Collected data
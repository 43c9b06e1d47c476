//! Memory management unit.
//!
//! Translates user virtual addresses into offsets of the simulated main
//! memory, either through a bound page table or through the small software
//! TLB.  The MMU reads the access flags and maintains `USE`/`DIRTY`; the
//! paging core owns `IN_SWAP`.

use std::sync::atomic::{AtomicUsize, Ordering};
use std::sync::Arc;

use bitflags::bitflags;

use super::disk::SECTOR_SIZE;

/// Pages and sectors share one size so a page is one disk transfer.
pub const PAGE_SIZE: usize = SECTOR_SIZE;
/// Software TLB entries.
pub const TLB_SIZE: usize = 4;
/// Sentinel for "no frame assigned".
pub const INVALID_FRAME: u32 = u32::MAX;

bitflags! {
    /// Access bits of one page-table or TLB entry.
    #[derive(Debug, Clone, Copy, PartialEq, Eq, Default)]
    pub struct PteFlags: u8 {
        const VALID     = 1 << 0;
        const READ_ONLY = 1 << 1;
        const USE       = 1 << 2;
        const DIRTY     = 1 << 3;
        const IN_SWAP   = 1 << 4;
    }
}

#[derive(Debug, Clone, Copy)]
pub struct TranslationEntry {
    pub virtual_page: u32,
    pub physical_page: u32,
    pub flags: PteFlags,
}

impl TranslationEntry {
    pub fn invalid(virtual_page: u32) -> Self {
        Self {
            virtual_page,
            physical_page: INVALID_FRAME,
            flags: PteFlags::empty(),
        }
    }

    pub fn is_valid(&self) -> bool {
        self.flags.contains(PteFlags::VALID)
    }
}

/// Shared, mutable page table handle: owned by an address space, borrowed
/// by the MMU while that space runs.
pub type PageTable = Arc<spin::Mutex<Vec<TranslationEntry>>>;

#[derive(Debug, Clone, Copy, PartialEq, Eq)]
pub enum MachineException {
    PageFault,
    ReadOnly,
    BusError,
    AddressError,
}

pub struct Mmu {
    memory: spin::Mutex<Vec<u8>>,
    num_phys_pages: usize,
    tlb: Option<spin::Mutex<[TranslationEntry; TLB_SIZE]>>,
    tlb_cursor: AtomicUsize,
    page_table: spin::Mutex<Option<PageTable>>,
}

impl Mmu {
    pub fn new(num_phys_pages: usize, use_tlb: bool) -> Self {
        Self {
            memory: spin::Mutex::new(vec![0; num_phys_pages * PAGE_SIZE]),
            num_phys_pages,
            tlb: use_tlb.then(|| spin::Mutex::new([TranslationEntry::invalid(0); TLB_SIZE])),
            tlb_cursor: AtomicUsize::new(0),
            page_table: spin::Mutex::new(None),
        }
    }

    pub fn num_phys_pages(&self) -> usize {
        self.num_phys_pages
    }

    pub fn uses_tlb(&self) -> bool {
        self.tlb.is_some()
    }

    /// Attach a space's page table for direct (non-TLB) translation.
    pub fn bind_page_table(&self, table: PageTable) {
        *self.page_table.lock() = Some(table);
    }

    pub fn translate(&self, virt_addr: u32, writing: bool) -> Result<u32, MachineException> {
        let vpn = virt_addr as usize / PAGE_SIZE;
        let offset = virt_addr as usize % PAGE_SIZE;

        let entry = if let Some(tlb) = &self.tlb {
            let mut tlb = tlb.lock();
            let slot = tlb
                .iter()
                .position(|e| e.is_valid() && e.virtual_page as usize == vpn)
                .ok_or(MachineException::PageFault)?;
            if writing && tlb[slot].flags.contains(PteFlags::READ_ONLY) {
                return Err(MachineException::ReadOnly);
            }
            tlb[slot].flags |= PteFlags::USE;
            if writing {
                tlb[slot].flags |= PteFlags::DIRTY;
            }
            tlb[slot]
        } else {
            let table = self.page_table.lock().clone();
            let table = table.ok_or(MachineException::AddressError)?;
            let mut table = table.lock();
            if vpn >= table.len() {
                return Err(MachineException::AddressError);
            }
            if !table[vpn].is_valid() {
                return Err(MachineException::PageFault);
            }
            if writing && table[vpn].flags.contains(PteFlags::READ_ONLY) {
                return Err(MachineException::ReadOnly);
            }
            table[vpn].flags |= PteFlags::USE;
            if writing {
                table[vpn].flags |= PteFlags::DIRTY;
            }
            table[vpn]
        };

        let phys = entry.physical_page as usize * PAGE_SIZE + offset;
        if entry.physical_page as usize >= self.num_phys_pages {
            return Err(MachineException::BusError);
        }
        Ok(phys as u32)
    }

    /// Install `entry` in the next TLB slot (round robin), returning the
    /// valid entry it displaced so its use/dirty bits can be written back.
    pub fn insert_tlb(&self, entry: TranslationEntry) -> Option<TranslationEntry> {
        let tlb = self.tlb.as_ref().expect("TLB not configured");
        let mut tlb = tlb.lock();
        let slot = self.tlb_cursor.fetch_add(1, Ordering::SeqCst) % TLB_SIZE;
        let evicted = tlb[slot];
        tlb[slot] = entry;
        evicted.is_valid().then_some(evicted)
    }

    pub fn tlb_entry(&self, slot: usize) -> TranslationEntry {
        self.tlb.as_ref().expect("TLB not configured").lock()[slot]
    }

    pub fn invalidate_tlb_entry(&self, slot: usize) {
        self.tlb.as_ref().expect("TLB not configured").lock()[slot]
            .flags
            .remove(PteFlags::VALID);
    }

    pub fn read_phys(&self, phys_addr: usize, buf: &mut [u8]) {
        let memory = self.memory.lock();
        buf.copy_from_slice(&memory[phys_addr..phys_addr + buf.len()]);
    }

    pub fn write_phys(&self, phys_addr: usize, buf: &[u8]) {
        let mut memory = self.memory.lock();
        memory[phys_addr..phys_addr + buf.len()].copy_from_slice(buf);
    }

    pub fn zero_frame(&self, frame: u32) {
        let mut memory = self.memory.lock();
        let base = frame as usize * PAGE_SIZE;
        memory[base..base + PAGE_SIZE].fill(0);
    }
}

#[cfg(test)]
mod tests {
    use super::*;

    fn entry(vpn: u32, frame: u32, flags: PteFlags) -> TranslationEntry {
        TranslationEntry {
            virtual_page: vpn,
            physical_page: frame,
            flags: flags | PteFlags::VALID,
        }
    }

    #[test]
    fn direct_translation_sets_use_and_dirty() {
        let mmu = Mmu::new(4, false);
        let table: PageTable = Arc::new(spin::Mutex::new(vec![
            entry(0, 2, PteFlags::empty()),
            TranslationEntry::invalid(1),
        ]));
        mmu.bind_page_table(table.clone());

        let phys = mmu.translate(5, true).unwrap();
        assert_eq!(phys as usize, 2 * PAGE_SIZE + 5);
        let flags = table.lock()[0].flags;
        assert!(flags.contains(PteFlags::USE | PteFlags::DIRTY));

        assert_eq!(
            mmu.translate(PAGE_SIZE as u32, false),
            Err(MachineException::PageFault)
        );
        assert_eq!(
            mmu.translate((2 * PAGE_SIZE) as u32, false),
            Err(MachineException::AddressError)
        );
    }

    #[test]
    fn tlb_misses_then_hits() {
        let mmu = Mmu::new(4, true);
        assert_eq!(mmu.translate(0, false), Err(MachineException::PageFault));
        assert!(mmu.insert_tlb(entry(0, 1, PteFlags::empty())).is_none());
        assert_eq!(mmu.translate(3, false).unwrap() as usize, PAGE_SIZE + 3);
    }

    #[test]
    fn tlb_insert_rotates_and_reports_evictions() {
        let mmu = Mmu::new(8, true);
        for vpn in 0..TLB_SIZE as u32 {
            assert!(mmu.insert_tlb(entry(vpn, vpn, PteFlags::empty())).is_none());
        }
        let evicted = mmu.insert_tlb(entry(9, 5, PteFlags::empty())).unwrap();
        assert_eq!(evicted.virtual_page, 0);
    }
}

EXERCISE DESCRIPTION
Go through the records above and return each line in which the word "sync" occurs.

THE ANSWER
use std::sync::atomic::{AtomicUsize, Ordering};
use std::sync::Arc;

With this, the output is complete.